Tuesday, August 24, 2010

Agriculture's Renaissance... in the CITY

We are very cyclical people it seems, always returning back to our roots.

Passé fashion trends become chic. Old cars become valuable collectibles. Previously owned items become priceless antiques. Derelict neighborhoods become nuclei of important development.

But nowhere is this human nature better demonstrated than in our patterns of settlement. First, we lived in the countryside where agricultural land was utilized as a source of shelter, nutrition, and income. Next, we decided to build cities, eventually leading to the rise of an urban lifestyle, which was soon after superseded by the suburban revolution. Now, with a re-influx of people into the city, its capacity to sustain such a growing population is nearing its threshold. Cities are beginning to expand exponentially into previously rural land.

SO, we have started to bring the country to the city, which marks a sort of return to (at least some aspects of) the country lifestyle we began with.

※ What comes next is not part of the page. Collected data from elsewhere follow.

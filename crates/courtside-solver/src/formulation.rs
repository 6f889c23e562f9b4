// Copyright (c) 2025 Felix Kahle.
//
// Permission is hereby granted, free of charge, to any person obtaining
// a copy of this software and associated documentation files (the
// "Software"), to deal in the Software without restriction, including
// without limitation the rights to use, copy, modify, merge, publish,
// distribute, sublicense, and/or sell copies of the Software, and to
// permit persons to whom the Software is furnished to do so, subject to
// the following conditions:
//
// The above copyright notice and this permission notice shall be
// included in all copies or substantial portions of the Software.
//
// THE SOFTWARE IS PROVIDED "AS IS", WITHOUT WARRANTY OF ANY KIND,
// EXPRESS OR IMPLIED, INCLUDING BUT NOT LIMITED TO THE WARRANTIES OF
// MERCHANTABILITY, FITNESS FOR A PARTICULAR PURPOSE AND
// NONINFRINGEMENT. IN NO EVENT SHALL THE AUTHORS OR COPYRIGHT HOLDERS BE
// LIABLE FOR ANY CLAIM, DAMAGES OR OTHER LIABILITY, WHETHER IN AN ACTION
// OF CONTRACT, TORT OR OTHERWISE, ARISING FROM, OUT OF OR IN CONNECTION
// WITH THE SOFTWARE OR THE USE OR OTHER DEALINGS IN THE SOFTWARE.

//! The roster assignment model.
//!
//! One binary `x_{id}_{ROLE}` per player and role the player may take. The
//! objective maximizes `starter_weight * rating` over starter variables plus
//! `bench_weight * rating` over bench variables, subject to:
//!
//! * `one_role_{id}`: each player takes at most one role,
//! * `fill_starter_{SLOT}`: each configured starter slot is filled exactly once,
//! * `fill_bench`: exactly `bench_size` bench players,
//! * `total_salary`: the salaries of the selected players stay within the cap.

use crate::assembler::AssemblyError;
use courtside_model::{
    candidate::{PlayerCandidate, PlayerId},
    config::RosterRules,
    index::PlayerIndex,
    position::Role,
    roster::RosterAssignment,
};
use courtside_search::{
    index::VariableIndex,
    program::{BinaryProgram, BinaryProgramBuilder, Comparison, ObjectiveSense, ProgramError},
    solution::BinarySolution,
};

/// A `BinaryProgram` together with the meaning of each of its variables.
#[derive(Debug, Clone)]
pub struct RosterFormulation {
    program: BinaryProgram,
    /// `variables[v]` is the (player, role) pair of variable `v`.
    variables: Vec<(PlayerIndex, Role)>,
    player_ids: Vec<PlayerId>,
}

impl RosterFormulation {
    pub fn build(
        candidates: &[PlayerCandidate],
        rules: &RosterRules,
    ) -> Result<Self, ProgramError> {
        let estimated_variables = candidates.len() * 2;
        let num_constraints = candidates.len() + rules.starter_slots.len() + 2;
        let mut builder = BinaryProgramBuilder::with_capacity(
            ObjectiveSense::Maximize,
            estimated_variables,
            num_constraints,
        );
        let mut variables = Vec::with_capacity(estimated_variables);

        for (i, candidate) in candidates.iter().enumerate() {
            let player = PlayerIndex::new(i);
            let first = variables.len();

            for role in rules
                .eligibility
                .eligible_roles(&candidate.position, &rules.starter_slots)
            {
                let weight = match role {
                    Role::Starter(_) => rules.starter_weight,
                    Role::Bench => rules.bench_weight,
                };
                builder.add_variable(
                    format!("x_{}_{}", candidate.id, role.label()),
                    weight * candidate.rating,
                )?;
                variables.push((player, role));
            }

            builder.add_constraint(
                format!("one_role_{}", candidate.id),
                (first..variables.len()).map(|v| (VariableIndex::new(v), 1.0)),
                Comparison::LessOrEqual,
                1.0,
            )?;
        }

        for &slot in &rules.starter_slots {
            builder.add_constraint(
                format!("fill_starter_{}", slot.label()),
                Self::terms_for_role(&variables, Role::Starter(slot)),
                Comparison::Equal,
                1.0,
            )?;
        }

        builder.add_constraint(
            "fill_bench",
            Self::terms_for_role(&variables, Role::Bench),
            Comparison::Equal,
            rules.bench_size as f64,
        )?;

        builder.add_constraint(
            "total_salary",
            variables
                .iter()
                .enumerate()
                .map(|(v, &(player, _))| {
                    (VariableIndex::new(v), candidates[player.get()].salary as f64)
                }),
            Comparison::LessOrEqual,
            rules.salary_cap as f64,
        )?;

        Ok(Self {
            program: builder.build(),
            variables,
            player_ids: candidates.iter().map(|c| c.id).collect(),
        })
    }

    fn terms_for_role(
        variables: &[(PlayerIndex, Role)],
        role: Role,
    ) -> impl Iterator<Item = (VariableIndex, f64)> + '_ {
        variables
            .iter()
            .enumerate()
            .filter(move |&(_, &(_, r))| r == role)
            .map(|(v, _)| (VariableIndex::new(v), 1.0))
    }

    #[inline]
    pub fn program(&self) -> &BinaryProgram {
        &self.program
    }

    #[inline]
    pub fn num_players(&self) -> usize {
        self.player_ids.len()
    }

    /// The (player, role) pair behind `variable`.
    ///
    /// # Panics
    ///
    /// Panics if `variable` is out of range.
    #[inline]
    pub fn variable(&self, variable: VariableIndex) -> (PlayerIndex, Role) {
        self.variables[variable.get()]
    }

    /// The variable for `player` taking `role`, if the player may take it.
    #[cfg(test)]
    fn find_variable(&self, player: PlayerIndex, role: Role) -> Option<VariableIndex> {
        self.variables
            .iter()
            .position(|&entry| entry == (player, role))
            .map(VariableIndex::new)
    }

    /// Reads the roles chosen by `solution`.
    pub fn decode(&self, solution: &BinarySolution) -> Result<RosterAssignment, AssemblyError> {
        if solution.num_variables() != self.variables.len() {
            return Err(AssemblyError::SolutionSize {
                expected: self.variables.len(),
                actual: solution.num_variables(),
            });
        }

        let mut assignment = RosterAssignment::new(self.num_players());
        for variable in solution.selected() {
            let (player, role) = self.variable(variable);
            if assignment.assign(player, role).is_some() {
                return Err(AssemblyError::MultipleRoles {
                    id: self.player_ids[player.get()],
                });
            }
        }
        Ok(assignment)
    }
}

#[cfg(test)]
mod tests {
    use super::*;
    use courtside_model::position::StarterSlot;

    fn pool() -> Vec<PlayerCandidate> {
        vec![
            PlayerCandidate::new(PlayerId(7), "Guard One", 1_000, "Guard", 3.0),
            PlayerCandidate::new(PlayerId(8), "Big One", 2_000, "Center", -0.5),
            PlayerCandidate::new(PlayerId(9), "Mystery", 500, "Coach", 1.0),
        ]
    }

    #[test]
    fn test_variables_follow_eligibility() {
        let candidates = pool();
        let formulation = RosterFormulation::build(&candidates, &RosterRules::default()).unwrap();
        let program = formulation.program();

        let names: Vec<&str> = (0..program.num_variables())
            .map(|v| program.variable_name(VariableIndex::new(v)))
            .collect();
        assert_eq!(
            names,
            vec![
                "x_7_PG", "x_7_SG", "x_7_BENCH", "x_8_C", "x_8_BENCH", "x_9_BENCH"
            ]
        );
        assert_eq!(program.objective(), &[6.0, 6.0, 3.0, -1.0, -0.5, 1.0]);
        assert_eq!(program.sense(), ObjectiveSense::Maximize);
        assert_eq!(
            formulation.variable(VariableIndex::new(3)),
            (PlayerIndex::new(1), Role::Starter(StarterSlot::Center))
        );
        assert_eq!(
            formulation.find_variable(PlayerIndex::new(2), Role::Bench),
            Some(VariableIndex::new(5))
        );
        assert_eq!(
            formulation.find_variable(PlayerIndex::new(2), Role::Starter(StarterSlot::Center)),
            None
        );
    }

    #[test]
    fn test_constraint_rows() {
        let candidates = pool();
        let rules = RosterRules::default();
        let formulation = RosterFormulation::build(&candidates, &rules).unwrap();
        let program = formulation.program();

        let names: Vec<&str> = program.constraints().iter().map(|c| c.name()).collect();
        assert_eq!(
            names,
            vec![
                "one_role_7",
                "one_role_8",
                "one_role_9",
                "fill_starter_PG",
                "fill_starter_SG",
                "fill_starter_SF",
                "fill_starter_PF",
                "fill_starter_C",
                "fill_bench",
                "total_salary",
            ]
        );

        let one_role = &program.constraints()[0];
        assert_eq!(one_role.comparison(), Comparison::LessOrEqual);
        assert_eq!(one_role.terms().len(), 3);
        assert_eq!(one_role.rhs(), 1.0);

        let fill_pg = &program.constraints()[3];
        assert_eq!(fill_pg.comparison(), Comparison::Equal);
        assert_eq!(fill_pg.terms().len(), 1);

        // Nobody in the pool may start at SF.
        assert!(program.constraints()[5].terms().is_empty());

        let bench = &program.constraints()[8];
        assert_eq!(bench.terms().len(), 3);
        assert_eq!(bench.rhs(), 7.0);

        let salary = &program.constraints()[9];
        assert_eq!(salary.comparison(), Comparison::LessOrEqual);
        assert_eq!(salary.rhs(), rules.salary_cap as f64);
        let coefficients: Vec<f64> = salary.terms().iter().map(|t| t.coefficient).collect();
        assert_eq!(
            coefficients,
            vec![1_000.0, 1_000.0, 1_000.0, 2_000.0, 2_000.0, 500.0]
        );
    }

    #[test]
    fn test_custom_slots_limit_the_model() {
        let candidates = pool();
        let rules = RosterRules {
            starter_slots: vec![StarterSlot::Center],
            bench_size: 2,
            ..RosterRules::default()
        };
        let formulation = RosterFormulation::build(&candidates, &rules).unwrap();
        // The guard has only its bench variable left.
        assert_eq!(formulation.program().num_variables(), 4);
        assert_eq!(formulation.program().num_constraints(), 3 + 1 + 2);
    }

    #[test]
    fn test_decode_reads_roles() {
        let candidates = pool();
        let formulation = RosterFormulation::build(&candidates, &RosterRules::default()).unwrap();
        let solution = BinarySolution::new(vec![false, true, false, true, false, true], 0.0);

        let assignment = formulation.decode(&solution).unwrap();
        assert_eq!(
            assignment.role_of(PlayerIndex::new(0)),
            Some(Role::Starter(StarterSlot::ShootingGuard))
        );
        assert_eq!(
            assignment.role_of(PlayerIndex::new(1)),
            Some(Role::Starter(StarterSlot::Center))
        );
        assert_eq!(assignment.role_of(PlayerIndex::new(2)), Some(Role::Bench));
    }

    #[test]
    fn test_decode_rejects_bad_solutions() {
        let candidates = pool();
        let formulation = RosterFormulation::build(&candidates, &RosterRules::default()).unwrap();

        let short = BinarySolution::new(vec![true], 0.0);
        assert_eq!(
            formulation.decode(&short),
            Err(AssemblyError::SolutionSize {
                expected: 6,
                actual: 1
            })
        );

        let double = BinarySolution::new(vec![true, false, true, false, false, false], 0.0);
        assert_eq!(
            formulation.decode(&double),
            Err(AssemblyError::MultipleRoles { id: PlayerId(7) })
        );
    }
}
// Copyright (c) 2025 Felix Kahle.
//
// Permission is hereby granted, free of charge, to any person obtaining
// a copy of this software and associated documentation files (the
// "Software"), to deal in the Software without restriction, including
// without limitation the rights to use, copy, modify, merge, publish,
// distribute, sublicense, and/or sell copies of the Software, and to
// permit persons to whom the Software is furnished to do so, subject to
// the following conditions:
//
// The above copyright notice and this permission notice shall be
// included in all copies or substantial portions of the Software.
//
// THE SOFTWARE IS PROVIDED "AS IS", WITHOUT WARRANTY OF ANY KIND,
// EXPRESS OR IMPLIED, INCLUDING BUT NOT LIMITED TO THE WARRANTIES OF
// MERCHANTABILITY, FITNESS FOR A PARTICULAR PURPOSE AND
// NONINFRINGEMENT. IN NO EVENT SHALL THE AUTHORS OR COPYRIGHT HOLDERS BE
// LIABLE FOR ANY CLAIM, DAMAGES OR OTHER LIABILITY, WHETHER IN AN ACTION
// OF CONTRACT, TORT OR OTHERWISE, ARISING FROM, OUT OF OR IN CONNECTION
// WITH THE SOFTWARE OR THE USE OR OTHER DEALINGS IN THE SOFTWARE.

use crate::{solution::BinarySolution, stats::SolverStatistics};

#[derive(Debug, Clone, PartialEq)]
pub enum SolverResult {
    /// We have proven that the program is infeasible.
    Infeasible,
    /// We have found a solution and proven its optimality.
    Optimal(BinarySolution),
    /// We have found a feasible solution, but not proven its optimality.
    Feasible(BinarySolution),
    /// The solver terminated without finding a solution and
    /// without proving infeasibility.
    Unknown,
}

impl SolverResult {
    /// The solution carried by an `Optimal` or `Feasible` result.
    #[inline]
    pub fn solution(&self) -> Option<&BinarySolution> {
        match self {
            SolverResult::Optimal(s) | SolverResult::Feasible(s) => Some(s),
            SolverResult::Infeasible | SolverResult::Unknown => None,
        }
    }

    #[inline]
    pub fn into_solution(self) -> Option<BinarySolution> {
        match self {
            SolverResult::Optimal(s) | SolverResult::Feasible(s) => Some(s),
            SolverResult::Infeasible | SolverResult::Unknown => None,
        }
    }
}

impl std::fmt::Display for SolverResult {
    fn fmt(&self, f: &mut std::fmt::Formatter<'_>) -> std::fmt::Result {
        match self {
            SolverResult::Infeasible => write!(f, "Infeasible"),
            SolverResult::Optimal(solution) => {
                write!(f, "Optimal(objective={})", solution.objective_value())
            }
            SolverResult::Feasible(solution) => {
                write!(f, "Feasible(objective={})", solution.objective_value())
            }
            SolverResult::Unknown => write!(f, "Unknown"),
        }
    }
}

#[derive(Debug, Clone, PartialEq, Eq)]
pub enum TerminationReason {
    /// The solver found and proved optimality of a solution.
    OptimalityProven,
    /// The solver proved that the program is infeasible.
    InfeasibilityProven,
    /// The solver stopped early because a monitor asked it to (time budget,
    /// external interrupt, ...). The string says why.
    Aborted(String),
}

impl std::fmt::Display for TerminationReason {
    fn fmt(&self, f: &mut std::fmt::Formatter<'_>) -> std::fmt::Result {
        match self {
            TerminationReason::OptimalityProven => write!(f, "Optimality Proven"),
            TerminationReason::InfeasibilityProven => write!(f, "Infeasibility Proven"),
            TerminationReason::Aborted(reason) => write!(f, "Aborted: {}", reason),
        }
    }
}

#[derive(Debug, Clone, PartialEq)]
pub struct SolverOutcome {
    pub result: SolverResult,
    pub reason: TerminationReason,
    pub statistics: SolverStatistics,
}

impl SolverOutcome {
    #[inline]
    pub fn new(result: SolverResult, reason: TerminationReason, statistics: SolverStatistics) -> Self {
        Self {
            result,
            reason,
            statistics,
        }
    }

    #[inline]
    pub fn optimal(solution: BinarySolution, statistics: SolverStatistics) -> Self {
        Self::new(
            SolverResult::Optimal(solution),
            TerminationReason::OptimalityProven,
            statistics,
        )
    }

    #[inline]
    pub fn infeasible(statistics: SolverStatistics) -> Self {
        Self::new(
            SolverResult::Infeasible,
            TerminationReason::InfeasibilityProven,
            statistics,
        )
    }

    /// An early stop, keeping the best solution found so far if any.
    #[inline]
    pub fn aborted<R: Into<String>>(
        solution: Option<BinarySolution>,
        reason: R,
        statistics: SolverStatistics,
    ) -> Self {
        let result = match solution {
            Some(s) => SolverResult::Feasible(s),
            None => SolverResult::Unknown,
        };
        Self::new(result, TerminationReason::Aborted(reason.into()), statistics)
    }

    #[inline]
    pub fn is_optimal(&self) -> bool {
        matches!(self.result, SolverResult::Optimal(_))
    }

    #[inline]
    pub fn is_feasible(&self) -> bool {
        matches!(self.result, SolverResult::Feasible(_))
    }

    #[inline]
    pub fn is_infeasible(&self) -> bool {
        matches!(self.result, SolverResult::Infeasible)
    }

    #[inline]
    pub fn has_solution(&self) -> bool {
        self.result.solution().is_some()
    }
}

impl std::fmt::Display for SolverOutcome {
    fn fmt(&self, f: &mut std::fmt::Formatter<'_>) -> std::fmt::Result {
        write!(
            f,
            "SolverOutcome(result: {}, reason: {}, nodes: {}, time: {:.3}s)",
            self.result,
            self.reason,
            self.statistics.nodes_explored,
            self.statistics.solve_duration.as_secs_f64()
        )
    }
}

#[cfg(test)]
mod tests {
    use super::*;

    fn solution() -> BinarySolution {
        BinarySolution::new(vec![true, false], 3.0)
    }

    #[test]
    fn test_optimal_constructor() {
        let outcome = SolverOutcome::optimal(solution(), SolverStatistics::default());
        assert!(outcome.is_optimal());
        assert!(outcome.has_solution());
        assert_eq!(outcome.reason, TerminationReason::OptimalityProven);
    }

    #[test]
    fn test_infeasible_constructor() {
        let outcome = SolverOutcome::infeasible(SolverStatistics::default());
        assert!(outcome.is_infeasible());
        assert!(!outcome.has_solution());
        assert_eq!(outcome.reason, TerminationReason::InfeasibilityProven);
    }

    #[test]
    fn test_aborted_keeps_incumbent_as_feasible() {
        let outcome = SolverOutcome::aborted(Some(solution()), "time limit reached", SolverStatistics::default());
        assert!(outcome.is_feasible());
        assert_eq!(
            outcome.reason,
            TerminationReason::Aborted("time limit reached".to_string())
        );

        let outcome = SolverOutcome::aborted(None, "stop", SolverStatistics::default());
        assert_eq!(outcome.result, SolverResult::Unknown);
        assert!(outcome.result.into_solution().is_none());
    }

    #[test]
    fn test_display() {
        assert_eq!(
            SolverResult::Optimal(solution()).to_string(),
            "Optimal(objective=3)"
        );
        assert_eq!(
            TerminationReason::Aborted("x".to_string()).to_string(),
            "Aborted: x"
        );
        let outcome = SolverOutcome::infeasible(SolverStatistics::default());
        assert_eq!(
            outcome.to_string(),
            "SolverOutcome(result: Infeasible, reason: Infeasibility Proven, nodes: 0, time: 0.000s)"
        );
    }
}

Urban agriculture is on the rise, shepherding (pun intended!) an agricultural resurgence not in the country, but in the city. Using the minimal space available in the city, urban agriculture has found innovative ways (e.g. Symbiotics, companion planting, vertical gardens, etc.) to produce small amounts of food for personal and community consumption. In so doing, it has brought back significant, and beneficial, aspects of country life to the urban condition - e.g. better nutrition from greater vegetable/fruit consumption; a more active lifestyle attributed to working the land; and greater self-sufficiency, enabling improved social and financial security.

Here are a few pictures of Foodshare's urban garden that I work at. We have been growing a wide variety of plants, vegetables and fruits, including celery, carrots, corn, potatoes, herbs, peppers, cabbage, beans, etc.



Beet root


Rainbow Swiss Chard


Tomatoes


Pumpkin/squash (not really sure what it is!)



PURPLE String Beans (much better than their yellow and green counterparts!)

Is it just nostalgia... that we like to maintain some sort of a connection to our history? Or, have the last few decades of change wronged everything that we got right the first time around?